Kondo nos pide vivir para quien seremos, no para quien fuimos
A veces, nos aferramos a las cosas, a los lugares y a los recuerdos como si fueran anclas que nos mantienen seguros. Pero, ¿qué pasa cuando ese ancla, en lugar de darnos estabilidad, nos impide avanzar hacia la orilla que tanto deseamos alcanzar? Esta hermosa frase de Marie Kondo nos invita a reflexionar sobre el entorno que hemos construido a nuestro alrededor. Nos sugiere que nuestro hogar, nuestra habitación y hasta nuestra rutina diaria deberían ser un lienzo en blanco para nuestra evolución, y no un museo de quiénes fuimos hace cinco o diez años.
En el día a día, esto se traduce en algo muy tangible. Muchas veces guardamos objetos que ya no nos representan, o mantenemos hábitos que simplemente pertenecen a una versión de nosotros que ya no existe. Vivir rodeados de versiones pasadas de nosotros mismos puede crear una sensación de estancamiento, como si estuviéramos tratando de caminar hacia el futuro cargando una mochila llena de piedras que ya no necesitamos. El espacio físico que habitamos es un reflejo de nuestro estado mental y emocional.
Recuerdo una vez que estaba reorganizando mi pequeño rincón de lectura. Tenía una colección de libros y notas de una época en la que me sentía muy insegura y llena de dudas. Al mirar esos objetos, sentí que esa versión de mí todavía ocupaba demasiado espacio en mi presente. Decidí dejar ir algunos de esos recuerdos para hacer lugar a nuevas ideas y a una energía más ligera. Fue un proceso de despedida, pero al limpiar ese espacio, sentí que finalmente tenía permiso para crecer y cambiar sin el peso de mis viejas inseguridades.

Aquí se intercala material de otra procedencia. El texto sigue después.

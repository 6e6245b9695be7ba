//! Human-readable text for classified values and labels.

use crate::types::{Gender, ValueClassification};

impl ValueClassification {
    /// Text shown for this value (en-US conventions, locale-independent).
    pub fn display_text(&self) -> String {
        match self {
            ValueClassification::Null => "null".to_string(),
            ValueClassification::Boolean { value } => {
                let text = if *value { "True" } else { "False" };
                text.to_string()
            }
            ValueClassification::Ratio { fraction } => {
                // `+ 0.0` turns -0 into 0
                format!("{:.0}%", (fraction * 100.0).round() + 0.0)
            }
            ValueClassification::Integer { value } => format_grouped(*value, 0),
            ValueClassification::Decimal { value } => format_grouped(*value, 2),
            ValueClassification::Color { hex } => hex.clone(),
            ValueClassification::MusicTitle { title } => format!("\"{title}\""),
            ValueClassification::DateTime { at } => {
                at.local.format("%b %-d, %Y, %-I:%M:%S %p").to_string()
            }
            ValueClassification::Email { address } => address.clone(),
            ValueClassification::GeoCoordinate {
                lat_text, lng_text, ..
            } => format!("Lat: {lat_text}°, Long: {lng_text}°"),
            ValueClassification::Gender { category } => category.title().to_string(),
            ValueClassification::PlainString { text } => text.clone(),
        }
    }
}

impl Gender {
    pub fn title(&self) -> &'static str {
        match self {
            Gender::Male => "Male",
            Gender::Female => "Female",
            Gender::NonBinary => "Non-binary",
        }
    }
}

/// Format with thousands separators and a fixed number of fraction digits.
fn format_grouped(value: f64, decimals: usize) -> String {
    if !value.is_finite() {
        return value.to_string();
    }
    let fixed = format!("{:.*}", decimals, value.abs());
    let (int_part, frac_part) = match fixed.split_once('.') {
        Some((i, f)) => (i, Some(f)),
        None => (fixed.as_str(), None),
    };

    let mut out = String::with_capacity(fixed.len() + int_part.len() / 3 + 1);
    if value < 0.0 && fixed.bytes().any(|b| b != b'0' && b != b'.') {
        out.push('-');
    }
    for (i, c) in int_part.chars().enumerate() {
        if i > 0 && (int_part.len() - i) % 3 == 0 {
            out.push(',');
        }
        out.push(c);
    }
    if let Some(frac) = frac_part {
        out.push('.');
        out.push_str(frac);
    }
    out
}

/// Title text for a field label: underscores become spaces and every word
/// start is upper-cased (`account_id` → `Account Id`).
pub fn format_label(label: &str) -> String {
    let spaced = label.replace('_', " ");
    let mut out = String::with_capacity(spaced.len());
    let mut prev_is_word = false;
    for c in spaced.chars() {
        let is_word = c.is_ascii_alphanumeric() || c == '_';
        if is_word && !prev_is_word {
            out.extend(c.to_uppercase());
        } else {
            out.push(c);
        }
        prev_is_word = is_word;
    }
    out
}
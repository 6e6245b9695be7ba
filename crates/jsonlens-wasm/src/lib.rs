//! jsonlens WASM bindings.
//!
//! Provides JavaScript-callable functions via wasm-bindgen.
//! All functions take string inputs and return JSON strings.

use jsonlens_core::{classify_to_json, expand_terms_to_json, resolve_icon_to_json, visualize_to_json};
use wasm_bindgen::prelude::*;

/// Classify one scalar value.
///
/// @param value_json - JSON text of a null, boolean, number or string
/// @returns JSON string with `{ success: boolean, data?: { classification, text }, error?: string }`
#[wasm_bindgen(js_name = "classify")]
pub fn wasm_classify(value_json: &str) -> String {
    classify_to_json(value_json)
}

/// Resolve the icon name for a field label.
///
/// @param label - Field name as it appears in the document
/// @returns JSON string with `{ success: boolean, data?: { icon: string }, error?: string }`
#[wasm_bindgen(js_name = "resolveIcon")]
pub fn wasm_resolve_icon(label: &str) -> String {
    resolve_icon_to_json(label)
}

/// Expand a label into its search terms.
///
/// @param label - Field name as it appears in the document
/// @returns JSON string with `{ success: boolean, data?: string[], error?: string }`
#[wasm_bindgen(js_name = "expandTerms")]
pub fn wasm_expand_terms(label: &str) -> String {
    expand_terms_to_json(label)
}

/// Walk a JSON document into a display tree.
///
/// @param input - JSON document text
/// @param options_json - JSON options `{ icons?: boolean, maxDepth?: number }`
/// @returns JSON string with `{ success: boolean, data?: DisplayNode, error?: string }`
#[wasm_bindgen(js_name = "visualize")]
pub fn wasm_visualize(input: &str, options_json: &str) -> String {
    visualize_to_json(input, options_json)
}
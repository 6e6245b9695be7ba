use chrono::{DateTime, FixedOffset, NaiveDateTime};
use serde::{Deserialize, Serialize};
use std::fmt;

// ---------------------------------------------------------------------------
// Scalar input
// ---------------------------------------------------------------------------

/// A leaf value handed to the classifier. Objects and arrays never reach it.
#[derive(Debug, Clone, PartialEq)]
pub enum ScalarValue {
    Null,
    Boolean(bool),
    Number(f64),
    String(String),
}

impl ScalarValue {
    /// Convert a JSON value, returning `None` for objects and arrays.
    pub fn from_json(value: &serde_json::Value) -> Option<Self> {
        match value {
            serde_json::Value::Null => Some(ScalarValue::Null),
            serde_json::Value::Bool(b) => Some(ScalarValue::Boolean(*b)),
            serde_json::Value::Number(n) => Some(ScalarValue::Number(n.as_f64().unwrap_or(f64::NAN))),
            serde_json::Value::String(s) => Some(ScalarValue::String(s.clone())),
            serde_json::Value::Array(_) | serde_json::Value::Object(_) => None,
        }
    }
}

impl From<bool> for ScalarValue {
    fn from(b: bool) -> Self {
        ScalarValue::Boolean(b)
    }
}

impl From<f64> for ScalarValue {
    fn from(n: f64) -> Self {
        ScalarValue::Number(n)
    }
}

impl From<i64> for ScalarValue {
    fn from(n: i64) -> Self {
        ScalarValue::Number(n as f64)
    }
}

impl From<&str> for ScalarValue {
    fn from(s: &str) -> Self {
        ScalarValue::String(s.to_string())
    }
}

impl From<String> for ScalarValue {
    fn from(s: String) -> Self {
        ScalarValue::String(s)
    }
}

// ---------------------------------------------------------------------------
// Classification output
// ---------------------------------------------------------------------------

#[derive(Debug, Clone, Copy, PartialEq, Eq, Serialize)]
#[serde(rename_all = "kebab-case")]
pub enum Gender {
    Male,
    Female,
    NonBinary,
}

impl Gender {
    /// Parse an already lower-cased, trimmed string.
    pub fn from_normalized(s: &str) -> Option<Self> {
        match s {
            "male" => Some(Gender::Male),
            "female" => Some(Gender::Female),
            "non-binary" => Some(Gender::NonBinary),
            _ => None,
        }
    }

    pub fn as_str(&self) -> &'static str {
        match self {
            Gender::Male => "male",
            Gender::Female => "female",
            Gender::NonBinary => "non-binary",
        }
    }
}

/// A date/time as written in the input. `offset_seconds` is present only
/// when the text carried an explicit UTC offset.
#[derive(Debug, Clone, Copy, PartialEq, Eq, Serialize)]
#[serde(rename_all = "camelCase")]
pub struct ParsedDateTime {
    pub local: NaiveDateTime,
    #[serde(skip_serializing_if = "Option::is_none")]
    pub offset_seconds: Option<i32>,
}

impl ParsedDateTime {
    pub fn naive(local: NaiveDateTime) -> Self {
        Self {
            local,
            offset_seconds: None,
        }
    }

    pub fn with_offset(dt: DateTime<FixedOffset>) -> Self {
        Self {
            local: dt.naive_local(),
            offset_seconds: Some(dt.offset().local_minus_utc()),
        }
    }

    /// The instant this value denotes, if it carried an offset.
    pub fn to_fixed_offset(&self) -> Option<DateTime<FixedOffset>> {
        let offset = FixedOffset::east_opt(self.offset_seconds?)?;
        self.local.and_local_timezone(offset).single()
    }
}

/// Semantic kind of a scalar, plus the data needed to display it.
#[derive(Debug, Clone, PartialEq, Serialize)]
#[serde(tag = "kind", rename_all = "camelCase")]
pub enum ValueClassification {
    Null,
    Boolean {
        value: bool,
    },
    /// A number in `[0, 1]`, shown as a percentage.
    Ratio {
        fraction: f64,
    },
    Integer {
        value: f64,
    },
    Decimal {
        value: f64,
    },
    Color {
        hex: String,
    },
    MusicTitle {
        title: String,
    },
    DateTime {
        at: ParsedDateTime,
    },
    Email {
        address: String,
    },
    #[serde(rename_all = "camelCase")]
    GeoCoordinate {
        lat: f64,
        lng: f64,
        lat_text: String,
        lng_text: String,
    },
    Gender {
        category: Gender,
    },
    PlainString {
        text: String,
    },
}

impl ValueClassification {
    /// The serialized tag of this classification.
    pub fn kind(&self) -> &'static str {
        match self {
            ValueClassification::Null => "null",
            ValueClassification::Boolean { .. } => "boolean",
            ValueClassification::Ratio { .. } => "ratio",
            ValueClassification::Integer { .. } => "integer",
            ValueClassification::Decimal { .. } => "decimal",
            ValueClassification::Color { .. } => "color",
            ValueClassification::MusicTitle { .. } => "musicTitle",
            ValueClassification::DateTime { .. } => "dateTime",
            ValueClassification::Email { .. } => "email",
            ValueClassification::GeoCoordinate { .. } => "geoCoordinate",
            ValueClassification::Gender { .. } => "gender",
            ValueClassification::PlainString { .. } => "plainString",
        }
    }
}

// ---------------------------------------------------------------------------
// Icons and terms
// ---------------------------------------------------------------------------

/// Opaque handle to an entry of an icon catalog. Serializes as the icon name.
#[derive(Debug, Clone, Copy, PartialEq, Eq, Hash, PartialOrd, Ord, Serialize)]
#[serde(transparent)]
pub struct IconHandle(&'static str);

impl IconHandle {
    pub(crate) const fn new(name: &'static str) -> Self {
        Self(name)
    }

    pub fn name(&self) -> &'static str {
        self.0
    }
}

impl fmt::Display for IconHandle {
    fn fmt(&self, f: &mut fmt::Formatter<'_>) -> fmt::Result {
        f.write_str(self.0)
    }
}

/// Search terms derived from one label. Duplicates are collapsed; iteration
/// follows first-insertion order so matching stays deterministic.
#[derive(Debug, Clone, Default, PartialEq, Eq, Serialize)]
#[serde(transparent)]
pub struct TermSet {
    terms: Vec<String>,
}

impl TermSet {
    pub fn new() -> Self {
        Self::default()
    }

    /// Insert a term; returns `false` if it was already present.
    pub fn insert(&mut self, term: impl Into<String>) -> bool {
        let term = term.into();
        if self.contains(&term) {
            return false;
        }
        self.terms.push(term);
        true
    }

    pub fn contains(&self, term: &str) -> bool {
        self.terms.iter().any(|t| t == term)
    }

    pub fn len(&self) -> usize {
        self.terms.len()
    }

    pub fn is_empty(&self) -> bool {
        self.terms.is_empty()
    }

    pub fn iter(&self) -> impl Iterator<Item = &str> {
        self.terms.iter().map(String::as_str)
    }
}

impl<'a> IntoIterator for &'a TermSet {
    type Item = &'a String;
    type IntoIter = std::slice::Iter<'a, String>;

    fn into_iter(self) -> Self::IntoIter {
        self.terms.iter()
    }
}

// ---------------------------------------------------------------------------
// Display tree (tree walker output)
// ---------------------------------------------------------------------------

/// A field label as shown next to its value.
#[derive(Debug, Clone, PartialEq, Serialize)]
pub struct LabelView {
    /// The object key as it appeared in the input.
    pub key: String,
    /// Title-cased text, e.g. `account_id` → `Account Id`.
    pub title: String,
    #[serde(skip_serializing_if = "Option::is_none")]
    pub icon: Option<IconHandle>,
}

#[derive(Debug, Clone, PartialEq, Serialize)]
#[serde(tag = "node", rename_all = "camelCase")]
pub enum DisplayNode {
    Value {
        #[serde(skip_serializing_if = "Option::is_none")]
        label: Option<LabelView>,
        classification: ValueClassification,
        text: String,
    },
    Object {
        #[serde(skip_serializing_if = "Option::is_none")]
        label: Option<LabelView>,
        entries: Vec<DisplayNode>,
    },
    Array {
        #[serde(skip_serializing_if = "Option::is_none")]
        label: Option<LabelView>,
        items: Vec<DisplayNode>,
    },
    /// Stands in for a subtree below the configured depth limit.
    Truncated {
        #[serde(skip_serializing_if = "Option::is_none")]
        label: Option<LabelView>,
    },
}

impl DisplayNode {
    pub fn label(&self) -> Option<&LabelView> {
        match self {
            DisplayNode::Value { label, .. }
            | DisplayNode::Object { label, .. }
            | DisplayNode::Array { label, .. }
            | DisplayNode::Truncated { label } => label.as_ref(),
        }
    }
}

/// Options for walking a whole document.
#[derive(Debug, Clone, PartialEq, Deserialize)]
#[serde(default, rename_all = "camelCase")]
pub struct VisualizeOptions {
    /// Resolve an icon for every label.
    pub icons: bool,
    /// Nodes deeper than this are emitted as [`DisplayNode::Truncated`].
    pub max_depth: Option<usize>,
}

impl Default for VisualizeOptions {
    fn default() -> Self {
        Self {
            icons: true,
            max_depth: None,
        }
    }
}
//! jsonlens core: decides what each value in a JSON document *is* (a date,
//! an email address, a percentage, ...) and which icon best fits each field
//! name. Everything here is pure and deterministic; the only state is the
//! process-wide memo tables behind term expansion, edit distance and icon
//! resolution.

pub mod catalogs;
pub mod classifier;
pub mod display;
pub mod distance;
pub mod error;
pub mod ffi;
pub mod resolver;
pub mod terms;
pub mod types;
pub mod walker;

pub use catalogs::DEFAULT_ICON;
pub use classifier::classify;
pub use display::format_label;
pub use error::{Error, Result};
pub use ffi::{classify_to_json, expand_terms_to_json, resolve_icon_to_json, visualize_to_json};
pub use resolver::{builtin_resolver, resolve_icon, IconCatalog, IconResolver, MatchPass};
pub use terms::{expand_terms, normalize, TermExpander};
pub use types::*;
pub use walker::{visualize, visualize_with};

Como siempre digo aquí en DuckyHeals, cada cambio requiere un poco de valentía y mucha ternura hacia nosotros mismos. No se trata de borrar nuestro pasado, sino de honrarlo lo suficiente como para entender que ya cumplió su misión. Al despejar el camino, permitimos que la nueva persona que estamos construyendo tenga el aire y la luz que necesita para florecer.
Hoy te invito a que mires a tu alrededor con ojos nuevos. ¿Hay algo en tu entorno que te esté recordando demasiado una versión de ti que ya no te sirve? Tal vez sea el momento de hacer un pequeño espacio, limpiar un cajón o simplemente cambiar la disposición de tus muebles para darle la bienvenida a la persona maravillosa en la que te estás convirtiendo.